Thanks to the two heated greenhouses on the property, the farm is pretty much able to grow year-round—which suits Ellen Frost just fine. She’d been trying for years to bring winter-grown flowers to the state. And she knew Resnick was just the woman to pull it off.

“She likes a challenge,” says Frost. “Winter growing was the perfect challenge for Laura Beth at this stage of her farming life.” She adds, “We share the same sort of passion for bringing local flowers to the community.”
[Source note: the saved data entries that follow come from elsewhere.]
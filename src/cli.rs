use std::path::PathBuf;

use clap::{Parser, Subcommand, builder::styling};

const STYLES: styling::Styles = styling::Styles::styled()
    .header(styling::AnsiColor::Green.on_default().bold())
    .usage(styling::AnsiColor::Green.on_default().bold())
    .literal(styling::AnsiColor::Cyan.on_default().bold())
    .placeholder(styling::AnsiColor::Cyan.on_default());

#[derive(Parser, Debug)]
#[command(name = "openhub")]
#[command(author, version, about, long_about = None)]
#[command(styles = STYLES)]
pub struct Cli {
    #[command(subcommand)]
    pub command: Option<Commands>,

    /// Enable verbose output
    #[arg(short, long, global = true)]
    pub verbose: bool,

    /// Read configuration from this file instead of the default location
    #[arg(short, long, global = true, value_name = "FILE")]
    pub config: Option<PathBuf>,
}

#[derive(Subcommand, Debug, Clone, PartialEq, Eq)]
pub enum Commands {
    /// Run the HTTP server (default)
    Serve {
        /// Listen address, overrides server.host
        #[arg(long)]
        host: Option<String>,

        /// Listen port, overrides server.port
        #[arg(short, long)]
        port: Option<u16>,
    },

    /// Print the effective configuration as TOML (secrets omitted)
    Config,
}

impl Cli {
    /// The subcommand to run; `serve` when none was given.
    pub fn command(&self) -> Commands {
        self.command.clone().unwrap_or(Commands::Serve {
            host: None,
            port: None,
        })
    }
}
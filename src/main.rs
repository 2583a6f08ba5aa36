use openhub::*;

use anyhow::{Context, Result};
use clap::Parser;
use cli::{Cli, Commands};
use tokio::runtime::Runtime;

fn main() -> Result<()> {
    human_panic::setup_panic!();

    let cli = Cli::parse();

    // 根据 verbose 标志设置日志级别
    let log_level = if cli.verbose {
        tracing::Level::DEBUG
    } else {
        tracing::Level::INFO
    };

    tracing_subscriber::fmt()
        .with_env_filter(
            tracing_subscriber::EnvFilter::from_default_env().add_directive(log_level.into()),
        )
        .init();

    // reqwest 使用 rustls-no-provider，需要在创建客户端前安装 crypto provider
    let _ = rustls::crypto::ring::default_provider().install_default();

    let mut config = match config::load_config_from(cli.config.as_deref()) {
        Ok(config) => config,
        Err(e) => {
            if let Some(hint) = e.suggestion() {
                eprintln!("{}", hint);
            }
            return Err(e).context("Failed to load configuration");
        }
    };

    match cli.command() {
        Commands::Serve { host, port } => {
            if let Some(host) = host {
                config.server.host = host;
            }
            if let Some(port) = port {
                config.server.port = port;
            }
            config.validate()?;

            let state = api::AppState::from_config(config)?;
            let rt = Runtime::new()?;
            rt.block_on(api::serve(state))?;
            Ok(())
        }
        Commands::Config => {
            let rendered =
                toml::to_string_pretty(&config).context("Failed to render configuration")?;
            println!("{}", rendered);
            Ok(())
        }
    }
}
use std::collections::HashSet;
use std::fs;
use std::io::{Cursor, Write};
use std::path::{Path, PathBuf};

use ignore::WalkBuilder;
use zip::CompressionMethod;
use zip::ZipWriter;
use zip::write::SimpleFileOptions;

use crate::error::Result;

/// `export-<millis>.zip`
pub fn archive_name() -> String {
    format!("export-{}.zip", chrono::Utc::now().timestamp_millis())
}

/// Zips the selected paths of `root` into memory.
///
/// Directories are added recursively. Entries are named by their path
/// relative to `root`, so overlapping selections (a folder plus a file in
/// it) store each file once. Entries that do not exist or resolve outside
/// `root` are skipped.
pub fn compress_selection(root: &Path, selection: &[String]) -> Result<Vec<u8>> {
    let root = root.canonicalize()?;
    let options = SimpleFileOptions::default()
        .compression_method(CompressionMethod::Deflated)
        .compression_level(Some(9));
    let mut zip = ZipWriter::new(Cursor::new(Vec::new()));
    let mut written: HashSet<String> = HashSet::new();

    for rel in selection {
        let rel = rel.trim_start_matches(['/', '\\']).replace('\\', "/");
        let Some(abs) = resolve_inside(&root, &rel) else {
            tracing::debug!("Skipping selection entry '{}'", rel);
            continue;
        };

        let files = if abs.is_dir() {
            directory_files(&root, &abs)
        } else {
            entry_name(&root, &abs)
                .map(|name| vec![(name, abs.clone())])
                .unwrap_or_default()
        };

        for (name, path) in files {
            if !written.insert(name.clone()) {
                tracing::debug!("'{}' already in the archive", name);
                continue;
            }
            zip.start_file(name, options)?;
            zip.write_all(&fs::read(path)?)?;
        }
    }

    Ok(zip.finish()?.into_inner())
}

fn resolve_inside(root: &Path, rel: &str) -> Option<PathBuf> {
    let abs = root.join(rel).canonicalize().ok()?;
    if abs.starts_with(root) {
        Some(abs)
    } else {
        tracing::warn!("Selection entry '{}' resolves outside the repository", rel);
        None
    }
}

/// Archive name of `path`: its `/`-separated path relative to `root`.
fn entry_name(root: &Path, path: &Path) -> Option<String> {
    let rel = path.strip_prefix(root).ok()?;
    let name = rel
        .components()
        .map(|c| c.as_os_str().to_string_lossy())
        .collect::<Vec<_>>()
        .join("/");
    (!name.is_empty()).then_some(name)
}

/// Every file under `dir` with its archive name.
fn directory_files(root: &Path, dir: &Path) -> Vec<(String, PathBuf)> {
    let mut files: Vec<(String, PathBuf)> = WalkBuilder::new(dir)
        .standard_filters(false)
        .hidden(false)
        .follow_links(false)
        .build()
        .filter_map(|entry| entry.ok())
        .filter(|entry| entry.file_type().is_some_and(|t| t.is_file()))
        .filter_map(|entry| Some((entry_name(root, entry.path())?, entry.path().to_path_buf())))
        .collect();
    files.sort();
    files
}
Several times a week, Resnick and her team head out, her van packed with buds, and make deliveries to other flower shops in Baltimore, Washington, D.C., and Virginia. “We have so many close relationships, and it’s really my favorite thing and why I got into farming. I love being part of something with other people—it’s the best.”

Resnick hopes to see more people at the farm soon, too. She misses seeing neighbors, friends, and guests at the workshops, classes, and farm tours hosted pre-pandemic at Butterbee.

Despite the setbacks, the flowers keep growing. The work is backbreaking and exhausting, and being the boss is hard. There are occasionally tears, sunburns, and frustrations. But often, in the afternoon, after a 10-hour day, Resnick will walk down the gravel path to check the mailbox with Owens and Dell, the farm dog.

As she heads back toward the house, the sun bouncing off the trees that line the property, it will often hit her just how beautiful her life is.

“It’s so pretty here. I’m so lucky,” says Resnick. “And that feeling of gratitude counters all the hard things.”